NCN Miniatura
Pol-PHASE project [Quantitative phase imaging]
The project aims to enable quantitative analysis of physiological processes in living cells in their natural environment—without labels, external staining, or harmful light doses—using non-damaging low-coherence (or even incoherent) illumination. Our goal is to develop a simple QPM module that can be used with any light microscope.
Label-free imaging uses various endogenous contrast mechanisms, such as intrinsic absorption, scattering, or the refractive index (RI). Well-known and widely used optical microscopy techniques that leverage cellular phase as a contrast mechanism include Zernike phase-contrast microscopy and differential interference contrast (DIC) microscopy, but they provide only qualitative information and are prone to artifacts (low image contrast and the “halo” effect).

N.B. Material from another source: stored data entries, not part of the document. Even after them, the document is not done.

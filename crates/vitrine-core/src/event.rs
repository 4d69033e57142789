#![forbid(unsafe_code)]

//! Input events delivered by the host.
//!
//! Coordinates are client coordinates in CSS pixels. Pointer and touch
//! events carry the node they were dispatched on (`target`) so components
//! can tell a press on their own handle apart from a press elsewhere.
//! Document-level moves and releases usually have no meaningful target.

use bitflags::bitflags;

use crate::dom::NodeId;

/// A host input event.
#[derive(Debug, Clone, PartialEq)]
pub enum Event {
    Key(KeyEvent),
    Pointer(PointerEvent),
    Touch(TouchEvent),
}

/// Keyboard key identifiers that Vitrine components react to.
#[derive(Debug, Clone, Copy, PartialEq, Eq, Hash)]
pub enum KeyCode {
    Tab,
    /// Shift+Tab as reported by hosts that fold the modifier into the key.
    BackTab,
    Left,
    Right,
    Up,
    Down,
    Home,
    End,
    Escape,
    Enter,
    Char(char),
}

bitflags! {
    /// Modifier keys held during a key event.
    #[derive(Debug, Clone, Copy, PartialEq, Eq, Hash, Default)]
    pub struct Modifiers: u8 {
        const SHIFT = 0b0001;
        const CTRL  = 0b0010;
        const ALT   = 0b0100;
        const SUPER = 0b1000;
    }
}

/// Phase of a key event.
#[derive(Debug, Clone, Copy, PartialEq, Eq, Hash, Default)]
pub enum KeyEventKind {
    #[default]
    Press,
    Repeat,
    Release,
}

/// A keyboard event.
#[derive(Debug, Clone, Copy, PartialEq, Eq, Hash)]
pub struct KeyEvent {
    pub code: KeyCode,
    pub modifiers: Modifiers,
    pub kind: KeyEventKind,
}

impl KeyEvent {
    /// A key press with no modifiers.
    #[must_use]
    pub const fn press(code: KeyCode) -> Self {
        Self {
            code,
            modifiers: Modifiers::empty(),
            kind: KeyEventKind::Press,
        }
    }

    /// Add modifiers.
    #[must_use]
    pub const fn with_modifiers(mut self, modifiers: Modifiers) -> Self {
        self.modifiers = modifiers;
        self
    }

    /// Whether this is a press or auto-repeat (keydown semantics).
    #[inline]
    #[must_use]
    pub const fn is_down(&self) -> bool {
        matches!(self.kind, KeyEventKind::Press | KeyEventKind::Repeat)
    }

    /// Whether Shift is held.
    #[inline]
    #[must_use]
    pub const fn shift(&self) -> bool {
        self.modifiers.contains(Modifiers::SHIFT)
    }
}

/// Pointer (mouse or pen) phase.
#[derive(Debug, Clone, Copy, PartialEq, Eq, Hash)]
pub enum PointerEventKind {
    Down,
    Move,
    Up,
}

/// A pointer event.
#[derive(Debug, Clone, Copy, PartialEq)]
pub struct PointerEvent {
    pub kind: PointerEventKind,
    pub x: f32,
    pub y: f32,
    pub target: Option<NodeId>,
}

impl PointerEvent {
    #[must_use]
    pub const fn new(kind: PointerEventKind, x: f32, y: f32) -> Self {
        Self {
            kind,
            x,
            y,
            target: None,
        }
    }

    /// Set the dispatch target.
    #[must_use]
    pub const fn on(mut self, target: NodeId) -> Self {
        self.target = Some(target);
        self
    }
}

/// Touch phase.
#[derive(Debug, Clone, Copy, PartialEq, Eq, Hash)]
pub enum TouchEventKind {
    Start,
    Move,
    End,
    Cancel,
}

/// A single active touch contact.
#[derive(Debug, Clone, Copy, PartialEq)]
pub struct TouchPoint {
    pub id: u32,
    pub x: f32,
    pub y: f32,
}

/// A touch event. `touches` lists the contacts still on the surface,
/// in the order the platform reports them.
#[derive(Debug, Clone, PartialEq)]
pub struct TouchEvent {
    pub kind: TouchEventKind,
    pub touches: Vec<TouchPoint>,
    pub target: Option<NodeId>,
}

impl TouchEvent {
    #[must_use]
    pub fn new(kind: TouchEventKind, touches: Vec<TouchPoint>) -> Self {
        Self {
            kind,
            touches,
            target: None,
        }
    }

    /// Convenience for a single-contact event.
    #[must_use]
    pub fn single(kind: TouchEventKind, x: f32, y: f32) -> Self {
        Self::new(kind, vec![TouchPoint { id: 0, x, y }])
    }

    /// Set the dispatch target.
    #[must_use]
    pub fn on(mut self, target: NodeId) -> Self {
        self.target = Some(target);
        self
    }

    /// The first active contact, if any.
    #[must_use]
    pub fn primary(&self) -> Option<&TouchPoint> {
        self.touches.first()
    }
}

/// What a component did with an event.
///
/// `prevent_default` asks the host to suppress the browser default
/// (scrolling on arrow keys, native Tab traversal, touch scrolling).
#[derive(Debug, Clone, Copy, PartialEq, Eq, Hash, Default)]
pub struct EventResponse {
    pub consumed: bool,
    pub prevent_default: bool,
}

impl EventResponse {
    /// The event was not relevant to the component.
    pub const IGNORED: Self = Self {
        consumed: false,
        prevent_default: false,
    };

    /// The event was handled; the default action may proceed.
    pub const HANDLED: Self = Self {
        consumed: true,
        prevent_default: false,
    };

    /// The event was handled and the default action must be suppressed.
    pub const PREVENT_DEFAULT: Self = Self {
        consumed: true,
        prevent_default: true,
    };

    #[inline]
    #[must_use]
    pub const fn is_ignored(self) -> bool {
        !self.consumed
    }
}
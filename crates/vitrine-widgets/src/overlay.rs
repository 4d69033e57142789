#![forbid(unsafe_code)]

//! Modal overlays: navigation drawer, search modal, cart panel, dialog.
//!
//! An [`Overlay`] owns a backdrop and a panel node. Both stay detached while
//! closed. Opening attaches them, locks document scroll, hides the main
//! content from assistive technology, and activates a [`FocusTrap`] on the
//! panel.
//!
//! A [`OverlayKind::SearchModal`] also creates its search input inside the
//! panel; that input, not the first tabbable element, receives focus when
//! the modal opens.
//!
//! # Invariants
//!
//! 1. `open`/`close` are idempotent.
//! 2. Focus is restored before the overlay nodes are detached.
//! 3. The Escape listener exists only while open.
//!
//! # Example
//!
//! ```
//! use vitrine_core::{Document, Element, ElementKind, Event, KeyCode, KeyEvent};
//! use vitrine_widgets::overlay::{Overlay, OverlayAction, OverlayConfig, OverlayKind};
//!
//! let mut doc = Document::new();
//! let root = doc.root();
//! let mut cart = Overlay::mount(&mut doc, root, OverlayKind::CartPanel, None, OverlayConfig::default());
//! doc.append_new(cart.panel(), Element::new(ElementKind::Button));
//!
//! cart.open(&mut doc);
//! cart.on_tick(&mut doc);
//! let outcome = cart.handle_event(&mut doc, &Event::Key(KeyEvent::press(KeyCode::Escape)));
//! assert_eq!(outcome.action, Some(OverlayAction::EscapePressed));
//! assert!(!cart.is_open());
//! ```

use vitrine_core::{
    Document, Element, ElementKind, Event, EventResponse, EventType, KeyCode, ListenerGuard,
    ListenerOptions, NodeId, PointerEventKind,
};

use crate::Component;
use crate::a11y::AccessibleNode;
use crate::focus_trap::FocusTrap;

const OWNER: &str = "Overlay";

/// Which storefront surface an overlay is.
#[derive(Debug, Clone, Copy, PartialEq, Eq, Hash)]
#[cfg_attr(feature = "serde", derive(serde::Serialize, serde::Deserialize))]
pub enum OverlayKind {
    Drawer,
    SearchModal,
    CartPanel,
    Dialog,
}

impl OverlayKind {
    /// Accessible name of the dialog.
    #[must_use]
    pub const fn label(self) -> &'static str {
        match self {
            Self::Drawer => "Navigation menu",
            Self::SearchModal => "Search products",
            Self::CartPanel => "Shopping cart",
            Self::Dialog => "Dialog",
        }
    }
}

/// Why an overlay closed itself.
#[derive(Debug, Clone, Copy, PartialEq, Eq, Hash)]
pub enum OverlayAction {
    EscapePressed,
    BackdropClicked,
}

/// Result of routing an event to an overlay.
#[derive(Debug, Clone, Copy, PartialEq, Eq, Default)]
pub struct OverlayOutcome {
    pub response: EventResponse,
    pub action: Option<OverlayAction>,
}
#![forbid(unsafe_code)]

//! Position arithmetic: clamping and snap-to-landmark.
//!
//! Positions are percentages in `[0, 100]` of the after image revealed from
//! the left edge. Pointer and touch input is snapped toward the landmarks
//! 0, 50, and 100; keyboard input is not.

/// Lowest slider position.
pub const POSITION_MIN: f32 = 0.0;
/// Highest slider position.
pub const POSITION_MAX: f32 = 100.0;
/// Position at mount.
pub const INITIAL_POSITION: f32 = 50.0;
/// Keyboard increment for arrow keys.
pub const DEFAULT_KEYBOARD_STEP: f32 = 10.0;

/// Clamp a raw position into `[0, 100]`. `NaN` maps to the minimum.
#[inline]
#[must_use]
pub fn clamp_position(value: f32) -> f32 {
    if value.is_nan() {
        return POSITION_MIN;
    }
    value.clamp(POSITION_MIN, POSITION_MAX)
}

/// Convert a horizontal fraction of the container width into a clamped
/// position.
#[inline]
#[must_use]
pub fn position_from_fraction(fraction: f32) -> f32 {
    clamp_position(fraction * 100.0)
}

/// Snap thresholds.
///
/// With the defaults: below 15 snaps to 0, strictly between 35 and 65
/// snaps to 50, above 85 snaps to 100; `[15, 35]` and `[65, 85]` pass
/// through unchanged.
#[derive(Debug, Clone, Copy, PartialEq)]
#[cfg_attr(feature = "serde", derive(serde::Serialize, serde::Deserialize))]
#[cfg_attr(feature = "serde", serde(default))]
pub struct SnapBands {
    pub to_start_below: f32,
    pub center_low: f32,
    pub center_high: f32,
    pub to_end_above: f32,
}

impl Default for SnapBands {
    fn default() -> Self {
        Self::DEFAULT
    }
}

impl SnapBands {
    pub const DEFAULT: Self = Self {
        to_start_below: 15.0,
        center_low: 35.0,
        center_high: 65.0,
        to_end_above: 85.0,
    };

    /// Bands that never snap.
    pub const DISABLED: Self = Self {
        to_start_below: POSITION_MIN,
        center_low: INITIAL_POSITION,
        center_high: INITIAL_POSITION,
        to_end_above: POSITION_MAX,
    };

    /// Whether the thresholds are finite, ordered, and inside `[0, 100]`.
    #[must_use]
    pub fn is_valid(&self) -> bool {
        let values = [
            self.to_start_below,
            self.center_low,
            self.center_high,
            self.to_end_above,
        ];
        values.iter().all(|v| v.is_finite())
            && POSITION_MIN <= self.to_start_below
            && self.to_start_below <= self.center_low
            && self.center_low <= self.center_high
            && self.center_high <= self.to_end_above
            && self.to_end_above <= POSITION_MAX
    }

    /// Snap a clamped position to the nearest landmark band.
    #[must_use]
    pub fn snap(&self, position: f32) -> f32 {
        if position < self.to_start_below {
            POSITION_MIN
        } else if position > self.center_low && position < self.center_high {
            INITIAL_POSITION
        } else if position > self.to_end_above {
            POSITION_MAX
        } else {
            position
        }
    }
}

#[cfg(test)]
mod tests {
    use super::*;
    use proptest::prelude::*;

    #[test]
    fn landmarks_from_fractions() {
        let bands = SnapBands::DEFAULT;
        assert_eq!(bands.snap(position_from_fraction(0.12)), 0.0);
        assert_eq!(bands.snap(position_from_fraction(0.50)), 50.0);
        assert_eq!(bands.snap(position_from_fraction(0.90)), 100.0);
        assert_eq!(bands.snap(position_from_fraction(0.25)), 25.0);
        assert_eq!(bands.snap(position_from_fraction(0.75)), 75.0);
    }

    #[test]
    fn band_edges() {
        let bands = SnapBands::DEFAULT;
        assert_eq!(bands.snap(15.0), 15.0);
        assert_eq!(bands.snap(14.99), 0.0);
        assert_eq!(bands.snap(35.0), 35.0);
        assert_eq!(bands.snap(35.01), 50.0);
        assert_eq!(bands.snap(65.0), 65.0);
        assert_eq!(bands.snap(85.0), 85.0);
        assert_eq!(bands.snap(85.01), 100.0);
    }

    #[test]
    fn disabled_bands_pass_through() {
        let bands = SnapBands::DISABLED;
        assert!(bands.is_valid());
        for p in [0.0, 3.0, 49.0, 50.0, 51.0, 97.0, 100.0] {
            assert_eq!(bands.snap(p), p);
        }
    }

    #[test]
    fn validation() {
        assert!(SnapBands::DEFAULT.is_valid());
        let unordered = SnapBands {
            center_low: 70.0,
            ..SnapBands::DEFAULT
        };
        assert!(!unordered.is_valid());
        let out_of_range = SnapBands {
            to_end_above: 120.0,
            ..SnapBands::DEFAULT
        };
        assert!(!out_of_range.is_valid());
        let nan = SnapBands {
            center_high: f32::NAN,
            ..SnapBands::DEFAULT
        };
        assert!(!nan.is_valid());
    }

    #[test]
    fn clamp_handles_nan_and_extremes() {
        assert_eq!(clamp_position(f32::NAN), 0.0);
        assert_eq!(clamp_position(-3.0), 0.0);
        assert_eq!(clamp_position(250.0), 100.0);
        assert_eq!(clamp_position(f32::INFINITY), 100.0);
    }

    proptest! {
        #[test]
        fn snapped_positions_stay_in_range(fraction in -5.0f32..5.0) {
            let p = SnapBands::DEFAULT.snap(position_from_fraction(fraction));
            prop_assert!((POSITION_MIN..=POSITION_MAX).contains(&p));
        }

        #[test]
        fn snapping_is_idempotent(p in 0.0f32..=100.0) {
            let bands = SnapBands::DEFAULT;
            let once = bands.snap(p);
            prop_assert_eq!(bands.snap(once), once);
        }
    }
}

Quantitative phase microscopy (QPM) can be viewed as an extension of phase-contrast methods. QPM delivers measurable information about a sample’s phase without the need for external markers, and it has already proven useful in biomedicine. Label-free imaging is achieved thanks to the sample’s intrinsic contrast—internal structures impose different optical path delays on the transmitted light. This optical path delay is then recovered by numerically converting an interferogram into nanoscale-precise, subcellular 2D/3D/4D maps of the specimen. This non-phototoxic, non-destructive imaging approach brings biology and metrology closer together by producing quantitative maps of living biostructure (e.g., cell mass, volume, surface area, and their evolution over time), modernizing sample visualization and enabling label-free, noninvasive optical measurements that support precise diagnostics.